Work instructions - Search the entries for the word "html". Copy every line where it turns up.

::: Material for this task :::

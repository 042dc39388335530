use async_trait::async_trait;
use reqwest::{Client, Url};
use serde::Deserialize;
use serde::de::DeserializeOwned;
use tracing::debug;

use super::{Catalog, CatalogEntry, PriceQuote, PriceRequest, PriceSource, PricingError};

pub const DEFAULT_CATALOG_BASE_URL: &str = "https://cdn-api.cardekho.com/v1";
pub const DEFAULT_FALLBACK_BASE_URL: &str = "https://www.cardekho.com/api/v1";
pub const DEFAULT_SCRAPE_PROXY_URL: &str = "https://api.allorigins.win/raw";
pub const DEFAULT_SCRAPE_SITE_URL: &str = "https://www.cardekho.com";

async fn get_json<T: DeserializeOwned>(client: &Client, url: &str) -> Result<T, PricingError> {
    debug!(%url, "GET");
    let response = client.get(url).send().await?;
    let status = response.status();
    if !status.is_success() {
        return Err(PricingError::Status(status.as_u16()));
    }
    Ok(response.json::<T>().await?)
}

fn trim_base(base: &str) -> String {
    base.trim_end_matches('/').to_string()
}

#[derive(Debug, Default, Deserialize)]
#[serde(default, rename_all = "camelCase")]
struct VariantDetailsEnvelope {
    variant_details: Option<VariantDetails>,
}

#[derive(Debug, Default, Deserialize)]
#[serde(default, rename_all = "camelCase")]
struct VariantDetails {
    ex_showroom_price: Option<f64>,
    on_road_price: Option<f64>,
    insurance_price: Option<f64>,
    name: Option<String>,
}

/// Primary source: the catalog's variant-details endpoint, which also
/// reports an insurance premium.
pub struct VariantDetailsSource {
    client: Client,
    base_url: String,
}

impl VariantDetailsSource {
    pub fn new(client: Client, base_url: &str) -> Self {
        Self {
            client,
            base_url: trim_base(base_url),
        }
    }
}

#[async_trait]
impl PriceSource for VariantDetailsSource {
    fn name(&self) -> &str {
        "variant-details"
    }

    async fn fetch(&self, request: &PriceRequest) -> Result<PriceQuote, PricingError> {
        let mut url = Url::parse(&format!("{}/variant-details", self.base_url))
            .map_err(|e| PricingError::InvalidUrl(e.to_string()))?;
        url.query_pairs_mut()
            .append_pair("variantId", &request.variant_id)
            .append_pair("cityId", &request.city_id);

        let envelope: VariantDetailsEnvelope = get_json(&self.client, url.as_str()).await?;
        let details = envelope
            .variant_details
            .ok_or(PricingError::MissingData("variantDetails"))?;

        Ok(PriceQuote {
            ex_showroom_price: details.ex_showroom_price.unwrap_or(0.0),
            on_road_price: details.on_road_price.unwrap_or(0.0),
            insurance_price: details.insurance_price,
            name: details.name.filter(|n| !n.is_empty()),
            city: request.city_id.clone(),
            source: self.name().to_string(),
        })
    }
}

#[derive(Debug, Default, Deserialize)]
#[serde(default, rename_all = "camelCase")]
struct VersionPrice {
    ex_showroom_price: Option<f64>,
    on_road_price: Option<f64>,
}

pub struct VersionPriceSource {
    client: Client,
    base_url: String,
}

impl VersionPriceSource {
    pub fn new(client: Client, base_url: &str) -> Self {
        Self {
            client,
            base_url: trim_base(base_url),
        }
    }

    // Ids go in as single path segments so `/`, `?` and `..` stay inside them.
    fn url(&self, request: &PriceRequest) -> Result<Url, PricingError> {
        let mut url =
            Url::parse(&self.base_url).map_err(|e| PricingError::InvalidUrl(e.to_string()))?;
        url.path_segments_mut()
            .map_err(|()| PricingError::InvalidUrl(self.base_url.clone()))?
            .pop_if_empty()
            .extend([
                "version",
                request.variant_id.as_str(),
                "price",
                "city",
                request.city_id.as_str(),
            ]);
        Ok(url)
    }
}

#[async_trait]
impl PriceSource for VersionPriceSource {
    fn name(&self) -> &str {
        "version-price"
    }

    async fn fetch(&self, request: &PriceRequest) -> Result<PriceQuote, PricingError> {
        let url = self.url(request)?;
        let price: VersionPrice = get_json(&self.client, url.as_str()).await?;
        Ok(PriceQuote {
            ex_showroom_price: price.ex_showroom_price.unwrap_or(0.0),
            on_road_price: price.on_road_price.unwrap_or(0.0),
            insurance_price: None,
            name: None,
            city: request.city_id.clone(),
            source: self.name().to_string(),
        })
    }
}

/// Last resort: fetches the public variant page through a CORS proxy and
/// reads the prices embedded in the page's serialized state.
pub struct ScrapeProxySource {
    client: Client,
    proxy_url: String,
    site_url: String,
}

impl ScrapeProxySource {
    pub fn new(client: Client, proxy_url: &str, site_url: &str) -> Self {
        Self {
            client,
            proxy_url: proxy_url.to_string(),
            site_url: trim_base(site_url),
        }
    }

    fn url(&self, request: &PriceRequest) -> Result<Url, PricingError> {
        let page = format!(
            "{}/{}-cars/{}/{}",
            self.site_url, request.make_id, request.model_id, request.variant_id
        );
        let mut url =
            Url::parse(&self.proxy_url).map_err(|e| PricingError::InvalidUrl(e.to_string()))?;
        url.query_pairs_mut().append_pair("url", &page);
        Ok(url)
    }
}

#[async_trait]
impl PriceSource for ScrapeProxySource {
    fn name(&self) -> &str {
        "scrape-proxy"
    }

    async fn fetch(&self, request: &PriceRequest) -> Result<PriceQuote, PricingError> {
        let url = self.url(request)?;
        debug!(%url, "GET");
        let response = self.client.get(url).send().await?;
        let status = response.status();
        if !status.is_success() {
            return Err(PricingError::Status(status.as_u16()));
        }
        let html = response.text().await?;

        Ok(PriceQuote {
            ex_showroom_price: extract_embedded_number(&html, "exShowroomPrice").unwrap_or(0.0),
            on_road_price: extract_embedded_number(&html, "onRoadPrice").unwrap_or(0.0),
            insurance_price: None,
            name: None,
            city: request.city_id.clone(),
            source: self.name().to_string(),
        })
    }
}

/// Finds the first `"key": 123456` (or `"key":"12,34,567"`) pair in a page
/// and parses its value. Grouping commas are ignored.
pub fn extract_embedded_number(page: &str, key: &str) -> Option<f64> {
    let needle = format!("\"{key}\"");
    let mut search_from = 0;
    while let Some(offset) = page[search_from..].find(&needle) {
        let after_key = search_from + offset + needle.len();
        search_from = after_key;

        let rest = page[after_key..].trim_start();
        let Some(rest) = rest.strip_prefix(':') else {
            continue;
        };
        let rest = rest.trim_start();
        let rest = rest.strip_prefix('"').unwrap_or(rest);
        let digits: String = rest
            .chars()
            .take_while(|c| c.is_ascii_digit() || *c == ',' || *c == '.')
            .filter(|c| *c != ',')
            .collect();
        if let Ok(value) = digits.parse::<f64>() {
            return Some(value);
        }
    }
    None
}

#[derive(Debug, Default, Deserialize)]
#[serde(default)]
struct CatalogListing {
    manufacturers: Vec<RawCatalogEntry>,
    models: Vec<RawCatalogEntry>,
    variants: Vec<RawCatalogEntry>,
    cities: Vec<RawCatalogEntry>,
}

// Upstream ids are sometimes numeric.
#[derive(Debug, Deserialize)]
struct RawCatalogEntry {
    id: serde_json::Value,
    name: String,
}

impl From<RawCatalogEntry> for CatalogEntry {
    fn from(raw: RawCatalogEntry) -> Self {
        let id = match raw.id {
            serde_json::Value::String(s) => s,
            other => other.to_string(),
        };
        CatalogEntry { id, name: raw.name }
    }
}

fn into_entries(raw: Vec<RawCatalogEntry>) -> Vec<CatalogEntry> {
    raw.into_iter().map(CatalogEntry::from).collect()
}

pub struct HttpCatalog {
    client: Client,
    base_url: String,
}

impl HttpCatalog {
    pub fn new(client: Client, base_url: &str) -> Self {
        Self {
            client,
            base_url: trim_base(base_url),
        }
    }

    async fn listing(
        &self,
        path: &str,
        query: Option<(&str, &str)>,
    ) -> Result<CatalogListing, PricingError> {
        let mut url = Url::parse(&format!("{}/{path}", self.base_url))
            .map_err(|e| PricingError::InvalidUrl(e.to_string()))?;
        if let Some((key, value)) = query {
            url.query_pairs_mut().append_pair(key, value);
        }
        get_json(&self.client, url.as_str()).await
    }
}

#[async_trait]
impl Catalog for HttpCatalog {
    async fn makes(&self) -> Result<Vec<CatalogEntry>, PricingError> {
        Ok(into_entries(self.listing("makes", None).await?.manufacturers))
    }

    async fn models(&self, make_id: &str) -> Result<Vec<CatalogEntry>, PricingError> {
        let listing = self.listing("models", Some(("makeId", make_id))).await?;
        Ok(into_entries(listing.models))
    }

    async fn variants(&self, model_id: &str) -> Result<Vec<CatalogEntry>, PricingError> {
        let listing = self.listing("variants", Some(("modelId", model_id))).await?;
        Ok(into_entries(listing.variants))
    }

    async fn cities(&self) -> Result<Vec<CatalogEntry>, PricingError> {
        Ok(into_entries(self.listing("cities", None).await?.cities))
    }
}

:::

Exercise output -
        let html = response.text().await?;
            ex_showroom_price: extract_embedded_number(&html, "exShowroomPrice").unwrap_or(0.0),
            on_road_price: extract_embedded_number(&html, "onRoadPrice").unwrap_or(0.0),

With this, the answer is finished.